Muitos médicos afirmaram às famílias que nada podia ser feito pela criança (confundindo cura com tratamentos), que ela viveria pouco tempo (contrariando as estatísticas científicas reais) e que, caso sobrevivesse, ficaria deformada como aquelas fotos que então lhes eram mostradas em livros de medicina, incluindo enormes tumores plexiformes deformantes, (o que acontece em raros casos), e que, por fim a criança seria como o Homem Elefante (que, na verdade, tinha outra doença, completamente diferente, chamada de Síndrome de Proteus).

Mesmo quando o diagnóstico de NF1 não incluía estes erros acima mencionados, ele era feito pelo médico de forma despreparada, pois eram incapazes de perceber que a família mal havia entendido o nome da doença, portanto seria muito difícil para ela compreender outras informações técnicas.

Em conclusão, a Dra. Ablon lembra que a NF1 é uma doença “sem parâmetros” por causa da grande variabilidade das manifestações clínicas (mesmo em gêmeos univitelinos) e da imprevisibilidade de sua evolução ao longo dos anos. Esta impossibilidade de prevermos o que vai acontecer retira das mãos dos médicos e da família qualquer controle efetivo sobre o destino das crianças, gerando grande ansiedade e apreensão.
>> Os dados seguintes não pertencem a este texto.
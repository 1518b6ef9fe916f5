use anyhow::{Result, bail, ensure};
use metroline_game::{
    CityProfile, CommandError, Line, LineId, Resources, RewardKind, Session, SessionEvent,
    SessionStatus, SimConfig, StationId, TrainId, Viewport,
};
use serde::{Deserialize, Serialize};

/// Inputs shared by every scenario run.
#[derive(Debug, Clone)]
pub struct ScenarioCtx {
    pub seed: u64,
    pub ticks: u64,
    pub config: SimConfig,
    pub verbose: bool,
}

/// What a scenario observed, reported alongside pass/fail.
#[derive(Debug, Clone, Default, PartialEq, Serialize, Deserialize)]
pub struct RunSummary {
    pub ticks_run: u64,
    pub status: String,
    pub stations: usize,
    pub trains: usize,
    pub passengers_delivered: u64,
    pub passengers_outstanding: u64,
    pub satisfaction: f64,
    pub rewards_claimed: u32,
    pub rejections: u32,
}

type ScenarioFn = fn(&ScenarioCtx) -> Result<RunSummary>;

#[derive(Clone, Copy)]
pub struct Scenario {
    pub key: &'static str,
    pub description: &'static str,
    run: ScenarioFn,
}

impl Scenario {
    /// Execute the scenario once.
    ///
    /// # Errors
    ///
    /// Returns the first violated expectation.
    pub fn run(&self, ctx: &ScenarioCtx) -> Result<RunSummary> {
        (self.run)(ctx)
    }
}

const CATALOG: [Scenario; 6] = [
    Scenario {
        key: "smoke",
        description: "One line, one train, invariants checked every tick",
        run: smoke,
    },
    Scenario {
        key: "oscillation",
        description: "A train visits every station of a line end to end and back",
        run: oscillation,
    },
    Scenario {
        key: "reward-cadence",
        description: "Exactly one reward pause per simulated week",
        run: reward_cadence,
    },
    Scenario {
        key: "overcrowding-collapse",
        description: "Crowded platforms drain satisfaction to a single game over",
        run: overcrowding_collapse,
    },
    Scenario {
        key: "resource-exhaustion",
        description: "Construction refuses cleanly once stock runs out",
        run: resource_exhaustion,
    },
    Scenario {
        key: "busy-network",
        description: "A growing network with every locomotive in service",
        run: busy_network,
    },
];

pub fn list_scenarios() -> impl Iterator<Item = (&'static str, &'static str)> {
    CATALOG.iter().map(|s| (s.key, s.description))
}

#[must_use]
pub fn get_scenario(key: &str) -> Option<Scenario> {
    CATALOG.iter().find(|s| s.key == key).copied()
}

#[must_use]
pub fn all_scenario_keys() -> Vec<String> {
    CATALOG.iter().map(|s| s.key.to_string()).collect()
}

fn start(ctx: &ScenarioCtx, config: SimConfig) -> Result<Session> {
    let profiles = CityProfile::catalog();
    let index = usize::try_from(ctx.seed).unwrap_or_default() % profiles.len();
    Ok(Session::start(
        profiles[index],
        ctx.seed,
        Viewport::default(),
        config,
    )?)
}

fn quiet(config: &SimConfig) -> SimConfig {
    let mut config = config.clone();
    config.spawn.passenger_chance = 0.0;
    config.spawn.station_interval_ms = u64::MAX;
    config
}

fn summarize(session: &Session, rewards_claimed: u32, rejections: u32) -> RunSummary {
    let status = match session.status() {
        SessionStatus::Running => "running",
        SessionStatus::Paused => "paused",
        SessionStatus::AwaitingReward => "awaiting_reward",
        SessionStatus::GameOver { .. } => "game_over",
    };
    RunSummary {
        ticks_run: session.clock().ticks(),
        status: status.to_string(),
        stations: session.city().stations.len(),
        trains: session.city().trains.len(),
        passengers_delivered: session.passengers_delivered(),
        passengers_outstanding: session.total_passengers(),
        satisfaction: session.satisfaction().value(),
        rewards_claimed,
        rejections,
    }
}

fn check_invariants(session: &Session) -> Result<()> {
    let city = session.city();
    for train in &city.trains {
        let Some(line) = city.line(train.line) else {
            bail!("train {} references missing line {}", train.id, train.line);
        };
        ensure!(
            (0.0..=1.0).contains(&train.progress),
            "train {} progress {} out of range",
            train.id,
            train.progress
        );
        ensure!(
            train.current < line.len() && train.next < line.len(),
            "train {} indices ({}, {}) outside line of {}",
            train.id,
            train.current,
            train.next,
            line.len()
        );
        ensure!(
            train.passengers <= train.capacity(),
            "train {} carries {} over capacity {}",
            train.id,
            train.passengers,
            train.capacity()
        );
    }
    let value = session.satisfaction().value();
    ensure!((0.0..=100.0).contains(&value), "satisfaction {value} out of range");
    ensure!(
        city.waiting_passengers() + city.riding_passengers() == session.total_passengers(),
        "rider ledger out of balance"
    );
    Ok(())
}

/// Tick once, claiming any pending reward in rotation.
fn step(session: &mut Session, claimed: &mut u32) -> Result<()> {
    session.tick();
    if session.status() == SessionStatus::AwaitingReward {
        let turn = usize::try_from(*claimed).unwrap_or_default();
        let reward = RewardKind::ALL[turn % RewardKind::ALL.len()];
        session.select_weekly_reward(reward)?;
        *claimed += 1;
    }
    Ok(())
}

fn smoke(ctx: &ScenarioCtx) -> Result<RunSummary> {
    let mut session = start(ctx, ctx.config.clone())?;
    session.connect(StationId(0), StationId(1), LineId(0))?;
    session.add_train(Some(LineId(0)))?;
    let mut claimed = 0;
    for _ in 0..ctx.ticks {
        step(&mut session, &mut claimed)?;
        check_invariants(&session)?;
        if session.status().is_game_over() {
            break;
        }
    }
    ensure!(session.clock().ticks() > 0, "clock never advanced");
    Ok(summarize(&session, claimed, 0))
}

fn oscillation(ctx: &ScenarioCtx) -> Result<RunSummary> {
    let mut config = quiet(&ctx.config);
    config.spawn.initial_stations = config.spawn.initial_stations.max(4);
    let mut session = start(ctx, config)?;
    let count = session.city().stations.len();
    ensure!(count >= 2, "only {count} stations were placed");
    for index in 1..count {
        session.connect(StationId(index - 1), StationId(index), LineId(0))?;
    }
    let train = session.add_train(Some(LineId(0)))?;

    let mut stops = Vec::new();
    let mut claimed = 0;
    for _ in 0..ctx.ticks.max(20_000) {
        step(&mut session, &mut claimed)?;
        check_invariants(&session)?;
        let Some(state) = session.city().train(train) else {
            bail!("train {train} disappeared");
        };
        if let Some(index) = state.stop_index()
            && stops.last() != Some(&index)
        {
            stops.push(index);
        }
        if stops.len() >= 2 * count - 1 {
            break;
        }
    }
    let expected: Vec<usize> = (0..count).chain((0..count - 1).rev()).collect();
    ensure!(
        stops == expected,
        "stop sequence {stops:?}, expected {expected:?}"
    );
    Ok(summarize(&session, claimed, 0))
}

fn reward_cadence(ctx: &ScenarioCtx) -> Result<RunSummary> {
    let mut session = start(ctx, quiet(&ctx.config))?;
    let week = session.config().timing.ticks_per_week();
    let mut due = 0;
    for tick in 1..=week {
        session.tick();
        due += session
            .drain_events()
            .iter()
            .filter(|event| matches!(event, SessionEvent::WeeklyRewardDue { .. }))
            .count();
        if tick < week {
            ensure!(due == 0, "reward offered early at tick {tick}");
        }
    }
    ensure!(due == 1, "expected one reward pause, saw {due}");
    ensure!(
        session.status() == SessionStatus::AwaitingReward,
        "session did not pause for the reward"
    );

    let before = session.resources();
    let after = session.select_weekly_reward(RewardKind::Carriages)?;
    ensure!(
        after.carriages == before.carriages + 3,
        "carriage reward not applied"
    );
    Ok(summarize(&session, 1, 0))
}

fn overcrowding_collapse(ctx: &ScenarioCtx) -> Result<RunSummary> {
    let config = quiet(&ctx.config);
    let threshold = config.satisfaction.overcrowding_threshold;
    let mut session = start(ctx, config)?;
    for station in &mut session.city_mut().stations {
        station.waiting = threshold.saturating_add(1);
    }
    session.drain_events();

    let mut game_overs = 0;
    let mut claimed = 0;
    for _ in 0..ctx.ticks.max(50_000) {
        step(&mut session, &mut claimed)?;
        check_invariants(&session)?;
        game_overs += session
            .drain_events()
            .iter()
            .filter(|event| matches!(event, SessionEvent::GameOver { .. }))
            .count();
        if session.status().is_game_over() {
            break;
        }
    }
    // Further ticks must not re-trigger.
    for _ in 0..10 {
        session.tick();
    }
    game_overs += session
        .drain_events()
        .iter()
        .filter(|event| matches!(event, SessionEvent::GameOver { .. }))
        .count();
    ensure!(game_overs == 1, "expected one game over, saw {game_overs}");
    ensure!(
        session.satisfaction().is_depleted(),
        "satisfaction not depleted"
    );
    Ok(summarize(&session, claimed, 0))
}

fn resource_exhaustion(ctx: &ScenarioCtx) -> Result<RunSummary> {
    let mut session = start(ctx, quiet(&ctx.config))?;
    session.connect(StationId(0), StationId(1), LineId(0))?;
    let mut rejections = 0;

    session.set_resources(Resources {
        locomotives: 0,
        ..session.resources()
    });
    let trains_before = session.city().trains.len();
    ensure!(
        session.add_train(Some(LineId(0))) == Err(CommandError::NoLocomotives),
        "train built without a locomotive"
    );
    rejections += 1;
    ensure!(
        session.city().trains.len() == trains_before,
        "rejected train still appeared"
    );

    session.set_resources(Resources {
        locomotives: 1,
        carriages: 3,
        lines: 0,
    });
    let train = session.add_train(Some(LineId(0)))?;
    session.add_carriage(train)?;
    let stock = session.resources();
    ensure!(
        session.add_carriage(train) == Err(CommandError::NoCarriages),
        "carriage built from empty stock"
    );
    ensure!(
        session.add_line() == Err(CommandError::NoLinesAvailable),
        "line built from empty stock"
    );
    ensure!(
        session.add_carriage(TrainId(99)) == Err(CommandError::UnknownTrain(TrainId(99))),
        "unknown train accepted"
    );
    rejections += 3;
    ensure!(session.resources() == stock, "rejections spent stock");
    Ok(summarize(&session, 0, rejections))
}

fn busy_network(ctx: &ScenarioCtx) -> Result<RunSummary> {
    let mut session = start(ctx, ctx.config.clone())?;
    let count = session.city().stations.len();
    for index in 1..count {
        session.connect(StationId(index - 1), StationId(index), LineId(0))?;
    }
    let mut rejections = 0;
    loop {
        match session.add_train(None) {
            Ok(_) => {}
            Err(err) if err.is_resource_exhaustion() => {
                rejections += 1;
                break;
            }
            Err(err) => bail!("unexpected rejection while filling the network: {err}"),
        }
    }

    let mut claimed = 0;
    for _ in 0..ctx.ticks {
        step(&mut session, &mut claimed)?;
        check_invariants(&session)?;
        if session.status().is_game_over() {
            break;
        }
        for event in session.drain_events() {
            if let SessionEvent::StationSpawned { station, .. } = event {
                let Some(tail) = session.city().lines.first().and_then(Line::tail) else {
                    continue;
                };
                session.connect(tail, station, LineId(0))?;
                match session.add_train(Some(LineId(0))) {
                    Ok(_) => {}
                    Err(err) if err.is_resource_exhaustion() => rejections += 1,
                    Err(err) => bail!("unexpected rejection on line 0: {err}"),
                }
            }
        }
    }
    if ctx.verbose {
        log::info!(
            "busy-network seed {}: {} trains, {} delivered",
            ctx.seed,
            session.city().trains.len(),
            session.passengers_delivered()
        );
    }
    ensure!(!session.city().trains.is_empty(), "no trains were built");
    Ok(summarize(&session, claimed, rejections))
}

#[cfg(test)]
mod tests {
    use super::*;

    fn ctx(seed: u64) -> ScenarioCtx {
        ScenarioCtx {
            seed,
            ticks: 2_000,
            config: SimConfig::default(),
            verbose: false,
        }
    }

    #[test]
    fn rewards_are_claimed_in_rotation() {
        let mut config = quiet(&SimConfig::default());
        config.timing.day_length_secs = 1;
        config.timing.days_per_week = 1;
        let mut session = start(&ctx(3), config).unwrap();
        let week = session.config().timing.ticks_per_week();
        let mut claimed = 0;
        for _ in 0..week * 4 {
            step(&mut session, &mut claimed).unwrap();
        }
        assert_eq!(claimed, 4);
        assert_eq!(
            session.resources(),
            Resources {
                locomotives: 7,
                carriages: 17,
                lines: 4,
            }
        );
    }

    #[test]
    fn catalog_keys_resolve() {
        for key in all_scenario_keys() {
            assert!(get_scenario(&key).is_some(), "{key}");
        }
        assert!(get_scenario("nope").is_none());
        assert_eq!(list_scenarios().count(), 6);
    }

    #[test]
    fn every_scenario_passes_on_a_fixed_seed() {
        for key in all_scenario_keys() {
            let scenario = get_scenario(&key).unwrap();
            let summary = scenario
                .run(&ctx(1337))
                .unwrap_or_else(|err| panic!("{key}: {err:#}"));
            assert!(summary.ticks_run > 0 || key == "resource-exhaustion");
        }
    }

    #[test]
    fn collapse_reports_game_over() {
        let summary = get_scenario("overcrowding-collapse")
            .unwrap()
            .run(&ctx(7))
            .unwrap();
        assert_eq!(summary.status, "game_over");
        assert!(summary.satisfaction.abs() < f64::EPSILON);
    }
}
Lembro-me de quando o diagnóstico de minha filha foi feito, por um colega muito delicado e atencioso, pelo fato de ser médico fui em busca das informações disponíveis naquela época (1981) e encontrei os mesmos terríveis prognósticos para meu bebê que, naquele momento apenas apresentava as manchas café com leite, a voz anasalada e algumas dificuldades cognitivas. Tristeza, desespero e aflição tomaram conta do meu coração por muitos e muitos anos. Somente depois que passei a participar das reuniões da Associação Mineira de Apoio às pessoas com Neurofibromatoses (AMANF), em 2002, é que comecei a aprender sobre as neurofibromatoses e a viver um pouco mais em paz e serenidade com relação à minha filha, hoje com 38 anos.

O artigo da Dra. Ablon reforçou em mim a necessidade de muito cuidado, de máxima atenção, de grande paciência e de extrema delicadeza no momento de comunicarmos à família o diagnóstico.

Compreendo hoje que uma única conversa, no dia do primeiro diagnóstico, não é capaz de abordar todas as implicações emocionais, cognitivas, familiares e sociais que a doença passará a ter na vida daquela família. Por isso, a partir desta semana, além do relatório de atendimento que costumo enviar por escrito pelo correio, acho necessário reagendar uma nova conversa com a família dentro de poucas semanas, para voltarmos a conversar sobre como estão indo as coisas, quais são as dúvidas, quais são os medos e sofrimentos.

Nós médicos, precisamos admitir nosso desconhecimento sobre imensa maioria das doenças raras (são mais de 5 mil!) e pedir o apoio de colegas especializados para darmos as informações necessárias às famílias. 


Sem esquecer que por trás de todo diagnóstico há pessoas, sofrimentos e uma incertezas sobre a vida.

Quem sabe assim, no futuro, o diagnóstico de NF seja menos traumático para muitas famílias.


Comentário 15/03/2016

É isso mesmo: o que a Ablon viu no EUA, você percebe no Brasil e eu vejo na Inglaterra e Portugal. Com as poucas entrevistas que eu tive por aqui, uma das hipóteses de minha pesquisa, que o contexto social poderia influenciar no entendimento da doença, vai por água abaixo.
O sofrimento é o mesmo (nas diferentes classes).
E tem uma coisa que a Ablon não coloca e eu estou tentando investigar: os médicos assassinam o futuro que os pais imaginavam e restringem o futuro dos pacientes, colocando nos genes a bola de cristal do determinismo.
Não é a doença genética que temos medo, é o medo de nossas crianças não terem futuro ou o futuro que passamos a ver, nos assustar de uma maneira tão forte que, não raro, ouvimos relatos de mães, principalmente, falando sobre o suicídio.
É o medo dos sintomas que na NF podem ser muitos ou poucos, graves ou leves.
Por isso, penso em discutir o conceito de doença.
Entendo toda a necessidade de encontrar a doença porque, aí, encontramos a cura. Mas quando não existe esse link (entre diagnóstico e cura)?
Quando a condição é a própria pessoa?
Que chave é essa que a pessoa passa, de uma (hora) para a outra, ser doente/paciente?
Dessas questões, você deve imaginar como anda (cheia) a minha cabeça.